CHIETI . Il Museo universitario di Chieti partecipa alla nona edizione della Settimana del Pianeta Terra con la mostra “La montagna della Maiella 16 milioni di anni fa: delfini, foche, squali e...

CHIETI . Il Museo universitario di Chieti partecipa alla nona edizione della Settimana del Pianeta Terra con la mostra “La montagna della Maiella 16 milioni di anni fa: delfini, foche, squali e coccodrilli”, organizzata in collaborazione con la Soprintendenza Archeologia Belle arti e Paesaggio per le province di Chieti e Pescara e con il Parco Nazionale della Maiella. La mostra sarà inaugurata al Museo universitario oggi alle 17 e resterà visitabile fino a gennaio 2022 per essere trasferita poi alla sede di Sulmona dell’Ente Parco Maiella.

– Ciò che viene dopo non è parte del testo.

use super::shell::ShellContext;
use crate::ui::messages::header;
use crate::ui::render::render_table;

pub fn handle(ctx: &ShellContext) {
    let view = ctx.ledger.view();
    header(&ctx.labels.entries_header);
    print!("{}", render_table(&view, &ctx.labels, &ctx.render));
}
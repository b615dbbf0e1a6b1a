//! The record shell: reads one command per line and runs it against a
//! single in-memory [`Ledger`]. Records live as long as the shell.

use crate::cli::parser::{ShellCommand, ShellLine};
use crate::config::Config;
use crate::core::{Ledger, Rejection};
use crate::errors::{AppError, AppResult};
use crate::ui::labels::Labels;
use crate::ui::messages::{error, header, warning};
use crate::ui::render::RenderOptions;
use clap::Parser;
use clap::error::ErrorKind;
use std::io::{self, BufRead, IsTerminal, Write};

/// Everything a shell command needs.
pub struct ShellContext {
    pub ledger: Ledger,
    pub cfg: Config,
    pub labels: Labels,
    pub render: RenderOptions,
    input: Box<dyn BufRead>,
    interactive: bool,
}

#[derive(Debug, PartialEq, Eq)]
pub enum Flow {
    Continue,
    Quit,
}

impl ShellContext {
    pub fn new(cfg: Config, input: Box<dyn BufRead>, interactive: bool, color: bool) -> Self {
        let labels = cfg.labels();
        let render = RenderOptions {
            comment_width: cfg.comment_width,
            separator: cfg.separator(),
            color,
        };
        Self {
            ledger: Ledger::new(),
            cfg,
            labels,
            render,
            input,
            interactive,
        }
    }

    fn read_line(&mut self) -> io::Result<Option<String>> {
        let mut buf = String::new();
        if self.input.read_line(&mut buf)? == 0 {
            return Ok(None);
        }
        Ok(Some(buf.trim_end_matches(['\r', '\n']).to_string()))
    }

    /// Ask a yes/no confirmation; the answer is the next input line.
    pub fn confirm(&mut self, prompt: &str) -> bool {
        warning(prompt);
        print!("Confirm [y/N]: ");
        let _ = io::stdout().flush();

        match self.read_line() {
            Ok(Some(answer)) => {
                if !self.interactive {
                    println!("{answer}");
                }
                matches!(answer.trim().to_lowercase().as_str(), "y" | "yes" | "d" | "da")
            }
            _ => false,
        }
    }

    /// Silent no-op by default; an error with `strict_validation`.
    pub fn reject(&self, rejection: Rejection, message: &str) -> AppResult<()> {
        if self.cfg.strict_validation {
            return Err(rejection.into_error());
        }
        warning(message);
        Ok(())
    }

    /// Parse and run one line.
    pub fn execute(&mut self, line: &str) -> AppResult<Flow> {
        let trimmed = line.trim();
        if trimmed.is_empty() || trimmed.starts_with('#') {
            return Ok(Flow::Continue);
        }

        let words = shlex::split(trimmed)
            .ok_or_else(|| AppError::Command(format!("unbalanced quotes in: {trimmed}")))?;

        let parsed = match ShellLine::try_parse_from(&words) {
            Ok(p) => p,
            Err(e) if matches!(e.kind(), ErrorKind::DisplayHelp | ErrorKind::DisplayVersion) => {
                print!("{e}");
                return Ok(Flow::Continue);
            }
            Err(e) => return Err(AppError::Command(e.to_string().trim_end().to_string())),
        };

        tracing::debug!(command = ?parsed.command, "shell command");
        dispatch(&parsed.command, self)
    }

    /// Run until `quit` or end of input. Command errors are reported and
    /// the shell carries on.
    pub fn run(&mut self) -> AppResult<()> {
        if self.interactive {
            header(&self.labels.title);
            println!("Type 'help' for the list of commands.\n");
        }

        loop {
            if self.interactive {
                print!("rcontainerlog> ");
                io::stdout().flush()?;
            }

            let Some(line) = self.read_line()? else {
                break;
            };

            match self.execute(&line) {
                Ok(Flow::Quit) => break,
                Ok(Flow::Continue) => {}
                Err(e) => error(e),
            }
        }

        Ok(())
    }
}

/// Central shell command dispatcher
pub fn dispatch(cmd: &ShellCommand, ctx: &mut ShellContext) -> AppResult<Flow> {
    match cmd {
        ShellCommand::Add { .. } => super::add::handle(cmd, ctx)?,
        ShellCommand::List => super::list::handle(ctx),
        ShellCommand::Edit { index } => super::edit::begin(*index, ctx)?,
        ShellCommand::Set { fields } => super::edit::set(fields, ctx)?,
        ShellCommand::Save { fields } => super::edit::save(fields, ctx)?,
        ShellCommand::Cancel => super::edit::cancel(ctx)?,
        ShellCommand::Show => super::edit::show(ctx),
        ShellCommand::Del { .. } => super::del::handle(cmd, ctx)?,
        ShellCommand::Log => super::log::handle(ctx),
        ShellCommand::Export { .. } => super::export::handle(cmd, ctx)?,
        ShellCommand::Quit => return Ok(Flow::Quit),
    }
    Ok(Flow::Continue)
}

/// Open the shell on stdin or on a script file.
pub fn handle(cfg: Config, script: Option<&str>, no_color: bool) -> AppResult<()> {
    let (input, interactive): (Box<dyn BufRead>, bool) = match script {
        Some(path) => {
            let file = std::fs::File::open(crate::utils::path::expand_tilde(path))?;
            (Box::new(io::BufReader::new(file)), false)
        }
        None => {
            let stdin = io::stdin();
            let interactive = stdin.is_terminal();
            (Box::new(stdin.lock()), interactive)
        }
    };

    let color = !no_color && io::stdout().is_terminal();
    ShellContext::new(cfg, input, interactive, color).run()
}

Lo spunto per la mostra è stato uno studio condotto recentemente su un frammento di cranio di Squalodon, un delfino con i denti da squalo, estintosi all’inizio del Miocene medio. L’obiettivo è far conoscere a un ampio pubblico un particolare capitolo della storia geologica della Maiella e i suoi affascinanti protagonisti. «I calcari del Miocene inferiore della Formazione di Bolognano», spiega il professor Luigi Capasso, direttore del Museo universitario, «testimoniano un antico fondale marino, posto a una latitudine subtropicale, che era densamente popolato da pesci, e dunque anche dai loro predatori. I fossili», continua Capasso, «saranno esposti e raccontati. Il loro aspetto sarà ricostruito secondo le tecniche scientifiche della paleoarte che consente di aver una idea molto più viva di quelli che erano gli esseri viventi della preistoria. Il contesto geologico e quello paleoclimatico, letti insieme grazie alla proposta di questa mostra», conclude, «permetteranno così ai suoi visitatori di conoscere la pagina straordinaria di un atlante geografico di sedici milioni di anni fa, quella che oggi conosciamo come Maiella».